Альбус всё помнит, и от этого вдвойне паршивей. Липкий, склизкий страх по венам и разрушающийся мир на изнанке век, все мечты маленького мальчика-максималиста лопались и покрывались рваными трещинами практически осязаемо. Спустя годы, Дамблдор понимает, что ломаться он начал ещё тогда, когда слушал лживые речи и соглашался на нерушимую клятву, но тогда он был просто влюблённым придурком, верящим в притворно-фальшивые слова и искренний-искренний взгляд напротив.
Альбус помнит совершенно всё, диалоги слово в слово, взгляды точь-в-точь, ощущения, будто проживал это уже тысячу раз, но, по сути, так и есть, Еиналеж, ведь, всё ещё находится в школе, а не где-нибудь на дне мирового океана. Альбус Дамблдор — мазохист, а потому и последние его слова он тоже отчётливо помнит:
«Спасибо за отличный план, Альбус. Это было весело.»
Дамблдор каждый грёбаный раз рассыпается от этой фразы на мельчайшие осколки хрупкого стекла под его ногами; пережженное сердце отбивает зрелищную чечётку о ломкие рёбра, пульс набатом в висках под 120, но Альбус не позволяет себе забывать, потому что знает свой план и знает Гелерта. Его интерпретация их плана будет в разы жёстче и страшнее — Альбус не имеет права это забывать.
Их любовь перерастает в ненависть не моментом, она крошится изнутри мутно-серым пеплом, разъедается противоположностью взглядов, их любовь разрушается основательно — по-настоящему, фундаментально, так, чтобы уже не воскреснуть наследственным огненно-алым фениксом. Альбус стирает совместные воспоминания постепенно, выкидывает из памяти переплетённые пальцы и сливочное пиво, поделённое на двоих холодным вечером; Альбус заставляет себя забывать ч-у-в-с-т-в-а, но окончательно избавиться от неестественно-неоновой окантовки зрачка отчаянно не получается.

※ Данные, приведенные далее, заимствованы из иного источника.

use axum::{body::Bytes, extract::State, http::HeaderMap, Json};
use serde_json::{json, Value};

use crate::error::{AppError, AppResult};
use crate::services::reconciler::{self, ProviderEvent, WebhookOutcome};
use crate::services::{flutterwave, stripe_service};
use crate::AppState;

fn header<'a>(headers: &'a HeaderMap, name: &str) -> Option<&'a str> {
    headers.get(name).and_then(|v| v.to_str().ok())
}

async fn reconcile(state: &AppState, event: ProviderEvent) -> AppResult<Json<Value>> {
    // details stay on the event row, the provider gets a plain 500
    let outcome = reconciler::process(state.store.as_ref(), &state.config, event)
        .await
        .map_err(|e| match e {
            AppError::Database(_) | AppError::Internal(_) => e,
            other => AppError::Internal(other.to_string()),
        })?;

    Ok(Json(json!({
        "received": true,
        "duplicate": outcome == WebhookOutcome::Duplicate,
    })))
}

pub async fn stripe_webhook(
    State(state): State<AppState>,
    headers: HeaderMap,
    body: Bytes,
) -> AppResult<Json<Value>> {
    let stripe = &state.config.stripe;
    stripe_service::verify_signature(
        &body,
        header(&headers, "stripe-signature").unwrap_or(""),
        &stripe.webhook_secret,
        stripe.signature_tolerance_secs,
        chrono::Utc::now().timestamp(),
    )?;

    let event = stripe_service::parse_event(&body)?;
    reconcile(&state, event).await
}

pub async fn flutterwave_webhook(
    State(state): State<AppState>,
    headers: HeaderMap,
    body: Bytes,
) -> AppResult<Json<Value>> {
    flutterwave::verify_signature(
        &body,
        header(&headers, "verif-hash"),
        header(&headers, "flutterwave-signature"),
        &state.config.flutterwave.secret_hash,
    )?;

    let event = flutterwave::parse_event(&body)?;
    reconcile(&state, event).await
}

Просто Геллерт уже вплавился под кожу глубже, чем это вообще возможно, врос в его организм невыводимым паразитом и отравил своим существованием нервную систему.
Просто Геллерт больше не воспринимается отдельно, он — его часть, и это непреложная истина.
Просто Геллерт Грин-де-Вальд уже неотделим от Альбуса Дамблдора, он — константа, и избавиться от этого невозможно. Против подобного, оказывается, бессильна даже магия. Альбус от осознания этой простой истины ломается окончательно, немногочисленные выжившие бабочки, что почти 30 лет купались в дистиллированном спирте и систематически травились дешёвыми сигаретами, наконец, подыхают; а Дамблдор, оказывается, только благодаря им и функционировал.
Их любовь подыхает треклятым фамильным фениксом, сгорая дотла в дрожащих обмороженных руках, и больше не воскресая, потому что изнутри прокуренному вдоль и поперёк дьяволу, никогда не бывает по пути с исправившимся (хоть метафорическая кровь с рук так и не смывается) ангелом. Потому что тогда, в грёбаные незабываемые 17, цель у них была одна, но виденье будущего — разное.
Потому что Альбус всегда любил, а Геллерту было просто весело.